Die Mitgliedstaaten sind aufgefordert, ihre Cybersicherheitskapazitäten zu verbessern und gleichzeitig Risikomanagementmaßnahmen und verstärkt Meldepflichten für Einrichtungen aus mehr Sektoren einzuführen. Die Richtlinie schreibt vor, dass jeder Mitgliedstaat eine nationale Cybersicherheitsstrategie verabschiedet, die die Sicherheit der Lieferkette, das Management für Schwachstellen sowie die Aufklärung und Sensibilisierung umfasst. Die Mitgliedstaaten müssen außerdem eine Liste wesentlicher und wichtiger Dienste und Einrichtungen erstellen und regelmäßig aktualisieren, um sicherzustellen, dass diese Einrichtungen die Anforderungen erfüllen.
Nach Einschätzung der Politik hat die Widerstandskraft von Staat und Wirtschaft angesichts schwieriger Zeiten Priorität, und auch in der Industrie stößt die Forderung grundsätzlich auf offene Ohren, nehmen die Probleme und Gefahren durch Cyberangriffe und digitale Kriminalität doch ständig zu. Aber die Umsetzung auf nationaler Ebene ist im Detail steckengeblieben.

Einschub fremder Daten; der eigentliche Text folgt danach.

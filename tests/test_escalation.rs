use std::collections::HashMap;
use std::sync::Arc;
use std::time::{Duration, Instant};

use llm_rate_limiter::domain::clock::ManualClock;
use llm_rate_limiter::domain::config::{
    LimiterConfig, ModelConfig, RatioConfig, ResourceEstimation,
};
use llm_rate_limiter::domain::coordinator::{CoordinatorOptions, RateLimitCoordinator};
use llm_rate_limiter::domain::scheduler::job::{JobFn, JobOutcome, JobRequest, JobStatus};
use llm_rate_limiter::domain::usage::{TokenUsage, UsageReport};
use llm_rate_limiter::domain::util::id::{JobTypeId, ModelId};
use llm_rate_limiter::error::Error;

fn two_model_config() -> LimiterConfig {
    let mut models = HashMap::new();
    models.insert(
        ModelId::new("model-a"),
        ModelConfig { tokens_per_minute: Some(10_000), ..Default::default() },
    );
    models.insert(
        ModelId::new("model-b"),
        ModelConfig { max_concurrent_requests: Some(10), ..Default::default() },
    );

    let mut max_wait_ms = HashMap::new();
    max_wait_ms.insert(ModelId::new("model-a"), 0);

    let mut estimations = HashMap::new();
    estimations.insert(
        JobTypeId::new("summary"),
        ResourceEstimation {
            estimated_used_tokens: Some(10_000),
            ratio: RatioConfig { initial_value: Some(1.0), flexible: true },
            max_wait_ms,
            ..Default::default()
        },
    );

    LimiterConfig {
        models,
        escalation_order: vec![ModelId::new("model-a"), ModelId::new("model-b")],
        estimations,
        ..Default::default()
    }
}

fn options_with_clock(clock: &ManualClock) -> CoordinatorOptions {
    CoordinatorOptions { clock: Arc::new(clock.clone()), ..Default::default() }
}

fn gated_job(gate: Arc<tokio::sync::Semaphore>, tokens: u64) -> JobFn {
    Arc::new(move |_context| {
        let gate = gate.clone();
        Box::pin(async move {
            let _permit = gate.acquire().await;
            Ok(JobOutcome::Resolve(UsageReport::of_tokens(TokenUsage::new(tokens, 0, 0))))
        })
    })
}

async fn wait_until(condition: impl Fn() -> bool, timeout: Duration, what: &str) {
    let deadline = tokio::time::Instant::now() + timeout;
    while !condition() {
        if tokio::time::Instant::now() > deadline {
            panic!("Timed out waiting for: {}", what);
        }
        tokio::time::sleep(Duration::from_millis(20)).await;
    }
}

/// A `maxWaitMS = 0` model is skipped immediately once it is full; the
/// second job lands on the fallback within the same breath.
#[tokio::test(flavor = "multi_thread", worker_threads = 4)]
async fn zero_wait_escalates_without_blocking() {
    let clock = ManualClock::new(0);
    let coordinator =
        RateLimitCoordinator::start(two_model_config(), options_with_clock(&clock)).await.unwrap();

    let gate = Arc::new(tokio::sync::Semaphore::new(0));
    let first = {
        let coordinator = coordinator.clone();
        let job = gated_job(gate.clone(), 10_000);
        tokio::spawn(async move {
            coordinator.queue_job(JobRequest::new("job-1", "summary", job)).await
        })
    };

    // The first job owns model-a's whole token window.
    let stats = coordinator.clone();
    wait_until(
        move || {
            stats
                .get_stats()
                .active_jobs
                .iter()
                .any(|info| info.status == JobStatus::Processing)
        },
        Duration::from_secs(2),
        "first job processing",
    )
    .await;

    let immediate: JobFn = Arc::new(|_context| {
        Box::pin(async move {
            Ok(JobOutcome::Resolve(UsageReport::of_tokens(TokenUsage::new(0, 0, 0))))
        })
    });
    let started = Instant::now();
    let second =
        coordinator.queue_job(JobRequest::new("job-2", "summary", immediate)).await.unwrap();
    assert_eq!(second.model_used, ModelId::new("model-b"));
    assert!(started.elapsed() < Duration::from_millis(500));
    assert_eq!(
        second.models_tried,
        vec![ModelId::new("model-a"), ModelId::new("model-b")]
    );

    gate.add_permits(1);
    let first = first.await.unwrap().unwrap();
    assert_eq!(first.model_used, ModelId::new("model-a"));
    coordinator.stop().await;
}

/// `reject(delegate: true)` books the usage on the abandoned model and
/// carries the job to the next one without failing it.
#[tokio::test(flavor = "multi_thread", worker_threads = 2)]
async fn delegation_commits_usage_and_moves_on() {
    let clock = ManualClock::new(0);
    let mut config = two_model_config();
    config
        .estimations
        .get_mut(&JobTypeId::new("summary"))
        .unwrap()
        .max_wait_ms
        .clear();
    let coordinator =
        RateLimitCoordinator::start(config, options_with_clock(&clock)).await.unwrap();

    let job: JobFn = Arc::new(|context| {
        Box::pin(async move {
            if context.model_id == ModelId::new("model-a") {
                Ok(JobOutcome::Reject {
                    usage: UsageReport::of_tokens(TokenUsage::new(3_000, 0, 0)),
                    delegate: true,
                    reason: "content filter".to_string(),
                })
            } else {
                Ok(JobOutcome::Resolve(UsageReport::of_tokens(TokenUsage::new(2_000, 0, 0))))
            }
        })
    });

    let success = coordinator.queue_job(JobRequest::new("job-1", "summary", job)).await.unwrap();
    assert_eq!(success.model_used, ModelId::new("model-b"));
    assert_eq!(
        success.models_tried,
        vec![ModelId::new("model-a"), ModelId::new("model-b")]
    );

    // The delegating attempt still consumed 3k tokens on model-a.
    let stats = coordinator.get_stats();
    let remaining = stats.models[&ModelId::new("model-a")].remaining;
    assert_eq!(remaining.tokens_per_minute, Some(7_000));

    coordinator.stop().await;
}

/// When every model is exhausted and no waiting is allowed, the job
/// terminates with the dedicated error.
#[tokio::test(flavor = "multi_thread", worker_threads = 4)]
async fn exhausted_order_rejects_the_job() {
    let clock = ManualClock::new(0);
    let mut config = two_model_config();
    // Make model-b skippable too: one concurrent slot and no waiting.
    config.models.insert(
        ModelId::new("model-b"),
        ModelConfig { max_concurrent_requests: Some(1), ..Default::default() },
    );
    config
        .estimations
        .get_mut(&JobTypeId::new("summary"))
        .unwrap()
        .max_wait_ms
        .insert(ModelId::new("model-b"), 0);
    let coordinator =
        RateLimitCoordinator::start(config, options_with_clock(&clock)).await.unwrap();

    let gate = Arc::new(tokio::sync::Semaphore::new(0));
    let holders: Vec<_> = (0..2)
        .map(|i| {
            let coordinator = coordinator.clone();
            let job = gated_job(gate.clone(), 1_000);
            tokio::spawn(async move {
                coordinator.queue_job(JobRequest::new(format!("holder-{}", i), "summary", job)).await
            })
        })
        .collect();

    let stats = coordinator.clone();
    wait_until(
        move || {
            stats
                .get_stats()
                .active_jobs
                .iter()
                .filter(|info| info.status == JobStatus::Processing)
                .count()
                == 2
        },
        Duration::from_secs(2),
        "both models occupied",
    )
    .await;

    let result = coordinator
        .queue_job(JobRequest::new("job-3", "summary", gated_job(gate.clone(), 0)))
        .await;
    assert!(matches!(result, Err(Error::AllModelsRejected { .. })));

    gate.add_permits(4);
    for holder in holders {
        assert!(holder.await.unwrap().is_ok());
    }
    coordinator.stop().await;
}

/// A job that dies without reporting usage keeps its window reservation
/// (overuse cannot hide), while concurrency comes back.
#[tokio::test(flavor = "multi_thread", worker_threads = 2)]
async fn failed_job_keeps_the_window_reservation() {
    let clock = ManualClock::new(0);
    let mut config = two_model_config();
    config.escalation_order = vec![ModelId::new("model-a")];
    config.models.remove(&ModelId::new("model-b"));
    let coordinator =
        RateLimitCoordinator::start(config, options_with_clock(&clock)).await.unwrap();

    let job: JobFn =
        Arc::new(|_context| Box::pin(async move { Err(anyhow::anyhow!("upstream exploded")) }));
    let result = coordinator.queue_job(JobRequest::new("job-1", "summary", job)).await;
    assert!(matches!(result, Err(Error::JobFailed { .. })));

    let stats = coordinator.get_stats();
    let remaining = stats.models[&ModelId::new("model-a")].remaining;
    assert_eq!(remaining.tokens_per_minute, Some(0));

    coordinator.stop().await;
}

Berlin ist im europäischen Vergleich zurück: Deutschland hätte die Richtlinie bis spätestens Oktober 2024 in nationales Recht umsetzen müssen. Aufgrund politischer Verzögerungen – auch wegen des Bruchs der Ampelkoalition – konnte der Zeitplan nicht eingehalten werden. Der ursprüngliche Referentenentwurf ist dann dem Regierungswechsel zum Opfer gefallen.

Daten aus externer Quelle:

use std::collections::HashMap;

use serde::{Deserialize, Serialize};

use crate::domain::config::{
    DistributedConfig, LimiterConfig, MemoryConfig, ModelConfig, RatioAdjustmentConfig,
    RatioConfig, ResourceEstimation,
};
use crate::domain::util::id::{JobTypeId, ModelId};
use crate::error::Result;

#[derive(Debug, Deserialize, Clone, Serialize)]
#[serde(rename_all = "camelCase")]
pub struct ModelConfigDto {
    pub requests_per_minute: Option<u64>,
    pub requests_per_day: Option<u64>,
    pub tokens_per_minute: Option<u64>,
    pub tokens_per_day: Option<u64>,
    pub max_concurrent_requests: Option<u64>,
    /// Consumed by the external cost collaborator, not enforced here.
    pub pricing: Option<PricingDto>,
}

#[derive(Debug, Deserialize, Clone, Serialize)]
#[serde(rename_all = "camelCase")]
pub struct PricingDto {
    pub input: f64,
    pub cached: f64,
    pub output: f64,
}

#[derive(Debug, Deserialize, Clone, Serialize, Default)]
#[serde(rename_all = "camelCase")]
pub struct RatioDto {
    pub initial_value: Option<f64>,
    pub flexible: Option<bool>,
}

#[derive(Debug, Deserialize, Clone, Serialize)]
#[serde(rename_all = "camelCase")]
pub struct ResourceEstimationDto {
    pub estimated_used_tokens: Option<u64>,
    pub estimated_number_of_requests: Option<u64>,
    #[serde(rename = "estimatedUsedMemoryKB")]
    pub estimated_used_memory_kb: Option<u64>,
    #[serde(default)]
    pub ratio: RatioDto,
    /// Mapping modelId -> wait deadline in ms; missing model = unbounded.
    #[serde(rename = "maxWaitMS", default)]
    pub max_wait_ms: HashMap<String, u64>,
    pub min_capacity: Option<u64>,
    pub max_capacity: Option<u64>,
}

#[derive(Debug, Deserialize, Clone, Serialize)]
#[serde(rename_all = "camelCase")]
pub struct MemoryConfigDto {
    pub free_memory_ratio: f64,
    pub recalculation_interval_ms: Option<u64>,
    #[serde(rename = "maxMemoryKB")]
    pub max_memory_kb: Option<u64>,
    #[serde(rename = "minCapacityKB")]
    pub min_capacity_kb: Option<u64>,
    #[serde(rename = "maxCapacityKB")]
    pub max_capacity_kb: Option<u64>,
}

#[derive(Debug, Deserialize, Clone, Serialize, Default)]
#[serde(rename_all = "camelCase")]
pub struct RatioAdjustmentConfigDto {
    pub high_load_threshold: Option<f64>,
    pub low_load_threshold: Option<f64>,
    pub max_adjustment: Option<f64>,
    pub min_ratio: Option<f64>,
    pub adjustment_interval_ms: Option<u64>,
    pub releases_per_adjustment: Option<usize>,
    pub min_job_type_capacity: Option<u64>,
}

#[derive(Debug, Deserialize, Clone, Serialize, Default)]
#[serde(rename_all = "camelCase")]
pub struct DistributedConfigDto {
    pub key_prefix: Option<String>,
    pub heartbeat_interval_ms: Option<u64>,
    pub stale_after_ms: Option<u64>,
}

#[derive(Debug, Deserialize, Clone, Serialize)]
#[serde(rename_all = "camelCase")]
pub struct LimiterConfigDto {
    pub models: HashMap<String, ModelConfigDto>,
    /// Accepts both spellings used in the wild.
    #[serde(alias = "order")]
    pub escalation_order: Vec<String>,
    pub resource_estimations_per_job: HashMap<String, ResourceEstimationDto>,
    pub memory: Option<MemoryConfigDto>,
    pub ratio_adjustment_config: Option<RatioAdjustmentConfigDto>,
    pub distributed: Option<DistributedConfigDto>,
    #[serde(default)]
    pub refund_on_abandon: bool,
}

impl From<ModelConfigDto> for ModelConfig {
    fn from(dto: ModelConfigDto) -> Self {
        ModelConfig {
            requests_per_minute: dto.requests_per_minute,
            requests_per_day: dto.requests_per_day,
            tokens_per_minute: dto.tokens_per_minute,
            tokens_per_day: dto.tokens_per_day,
            max_concurrent_requests: dto.max_concurrent_requests,
        }
    }
}

impl From<ResourceEstimationDto> for ResourceEstimation {
    fn from(dto: ResourceEstimationDto) -> Self {
        ResourceEstimation {
            estimated_used_tokens: dto.estimated_used_tokens,
            estimated_number_of_requests: dto.estimated_number_of_requests,
            estimated_used_memory_kb: dto.estimated_used_memory_kb,
            ratio: RatioConfig {
                initial_value: dto.ratio.initial_value,
                flexible: dto.ratio.flexible.unwrap_or(true),
            },
            max_wait_ms: dto
                .max_wait_ms
                .into_iter()
                .map(|(model, ms)| (ModelId::new(model), ms))
                .collect(),
            min_capacity: dto.min_capacity.unwrap_or(0),
            max_capacity: dto.max_capacity,
        }
    }
}

impl From<MemoryConfigDto> for MemoryConfig {
    fn from(dto: MemoryConfigDto) -> Self {
        let defaults = MemoryConfig::default();
        MemoryConfig {
            free_memory_ratio: dto.free_memory_ratio,
            recalculation_interval_ms: dto
                .recalculation_interval_ms
                .unwrap_or(defaults.recalculation_interval_ms),
            max_memory_kb: dto.max_memory_kb,
            min_capacity_kb: dto.min_capacity_kb,
            max_capacity_kb: dto.max_capacity_kb,
        }
    }
}

impl From<RatioAdjustmentConfigDto> for RatioAdjustmentConfig {
    fn from(dto: RatioAdjustmentConfigDto) -> Self {
        let defaults = RatioAdjustmentConfig::default();
        RatioAdjustmentConfig {
            high_load_threshold: dto.high_load_threshold.unwrap_or(defaults.high_load_threshold),
            low_load_threshold: dto.low_load_threshold.unwrap_or(defaults.low_load_threshold),
            max_adjustment: dto.max_adjustment.unwrap_or(defaults.max_adjustment),
            min_ratio: dto.min_ratio.unwrap_or(defaults.min_ratio),
            adjustment_interval_ms: dto
                .adjustment_interval_ms
                .unwrap_or(defaults.adjustment_interval_ms),
            releases_per_adjustment: dto
                .releases_per_adjustment
                .unwrap_or(defaults.releases_per_adjustment),
            min_job_type_capacity: dto
                .min_job_type_capacity
                .unwrap_or(defaults.min_job_type_capacity),
        }
    }
}

impl From<DistributedConfigDto> for DistributedConfig {
    fn from(dto: DistributedConfigDto) -> Self {
        let defaults = DistributedConfig::default();
        DistributedConfig {
            key_prefix: dto.key_prefix.unwrap_or(defaults.key_prefix),
            heartbeat_interval_ms: dto
                .heartbeat_interval_ms
                .unwrap_or(defaults.heartbeat_interval_ms),
            stale_after_ms: dto.stale_after_ms.unwrap_or(defaults.stale_after_ms),
        }
    }
}

impl LimiterConfigDto {
    /// Converts into the validated domain configuration.
    pub fn into_domain(self) -> Result<LimiterConfig> {
        let config = LimiterConfig {
            models: self
                .models
                .into_iter()
                .map(|(id, dto)| (ModelId::new(id), ModelConfig::from(dto)))
                .collect(),
            escalation_order: self.escalation_order.into_iter().map(ModelId::new).collect(),
            estimations: self
                .resource_estimations_per_job
                .into_iter()
                .map(|(id, dto)| (JobTypeId::new(id), ResourceEstimation::from(dto)))
                .collect(),
            memory: self.memory.map(MemoryConfig::from),
            ratio_adjustment: self.ratio_adjustment_config.map(RatioAdjustmentConfig::from).unwrap_or_default(),
            distributed: self.distributed.map(DistributedConfig::from).unwrap_or_default(),
            refund_on_abandon: self.refund_on_abandon,
        };
        config.validate()?;
        Ok(config)
    }
}

#[cfg(test)]
mod tests {
    use super::*;

    #[test]
    fn parses_a_complete_config() {
        let json = r#"{
            "models": {
                "gpt-large": {
                    "tokensPerMinute": 140000,
                    "requestsPerMinute": 60,
                    "maxConcurrentRequests": 8,
                    "pricing": { "input": 0.01, "cached": 0.001, "output": 0.03 }
                },
                "gpt-small": { "tokensPerMinute": 500000 }
            },
            "escalationOrder": ["gpt-large", "gpt-small"],
            "resourceEstimationsPerJob": {
                "summary": {
                    "estimatedUsedTokens": 10000,
                    "estimatedNumberOfRequests": 1,
                    "estimatedUsedMemoryKB": 2048,
                    "ratio": { "initialValue": 0.6, "flexible": false },
                    "maxWaitMS": { "gpt-large": 0 }
                },
                "chat": {
                    "estimatedUsedTokens": 2000,
                    "estimatedNumberOfRequests": 1
                }
            },
            "memory": { "freeMemoryRatio": 0.8 },
            "ratioAdjustmentConfig": { "maxAdjustment": 0.1 }
        }"#;

        let dto: LimiterConfigDto = serde_json::from_str(json).unwrap();
        let config = dto.into_domain().unwrap();

        assert_eq!(config.escalation_order.len(), 2);
        let summary = &config.estimations[&JobTypeId::new("summary")];
        assert_eq!(summary.estimated_used_tokens, Some(10_000));
        assert_eq!(summary.ratio.initial_value, Some(0.6));
        assert!(!summary.ratio.flexible);
        assert_eq!(summary.max_wait_ms[&ModelId::new("gpt-large")], 0);
        assert_eq!(config.ratio_adjustment.max_adjustment, 0.1);
        assert_eq!(config.ratio_adjustment.min_ratio, 0.01);

        let chat = &config.estimations[&JobTypeId::new("chat")];
        assert!(chat.ratio.flexible);
        assert!(chat.ratio.initial_value.is_none());
    }

    #[test]
    fn order_alias_is_accepted() {
        let json = r#"{
            "models": { "m": { "tokensPerMinute": 1000 } },
            "order": ["m"],
            "resourceEstimationsPerJob": {
                "t": { "estimatedUsedTokens": 100 }
            }
        }"#;
        let dto: LimiterConfigDto = serde_json::from_str(json).unwrap();
        assert_eq!(dto.escalation_order, vec!["m".to_string()]);
    }

    #[test]
    fn invalid_config_is_rejected_on_conversion() {
        let json = r#"{
            "models": { "m": { "tokensPerMinute": 1000 } },
            "escalationOrder": ["m"],
            "resourceEstimationsPerJob": {
                "t": { "estimatedNumberOfRequests": 1 }
            }
        }"#;
        let dto: LimiterConfigDto = serde_json::from_str(json).unwrap();
        assert!(dto.into_domain().is_err());
    }
}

Sind Lack- Farben- und Druckfarbenhersteller überhaupt betroffen?
Ob Unternehmen der Lack- und Druckfarbenindustrie von NIS-2 betroffen sein werden, hängt von der nationalen Umsetzung ab. Die europäischen Länder gehen hier unterschiedliche Wege. Der Anhang II des deutschen Gesetzentwurfs führt als „wichtige Einrichtungen“ unter Punkt 3 „Produktion, Herstellung und Handel mit chemischen Stoffen“ auf. Farbenhersteller gelten laut REACH-Verordnung aber als „nachgeschaltete Anwender“ (Nr.13) bzw. werden durch das Inverkehrbringen (Nr.12) beschrieben. Diese Nichtbetroffenheit haben bereits andere Länder in ihren nationalen Umsetzungsgesetzen berücksichtigt, z. Bsp. Italien oder die Niederlande.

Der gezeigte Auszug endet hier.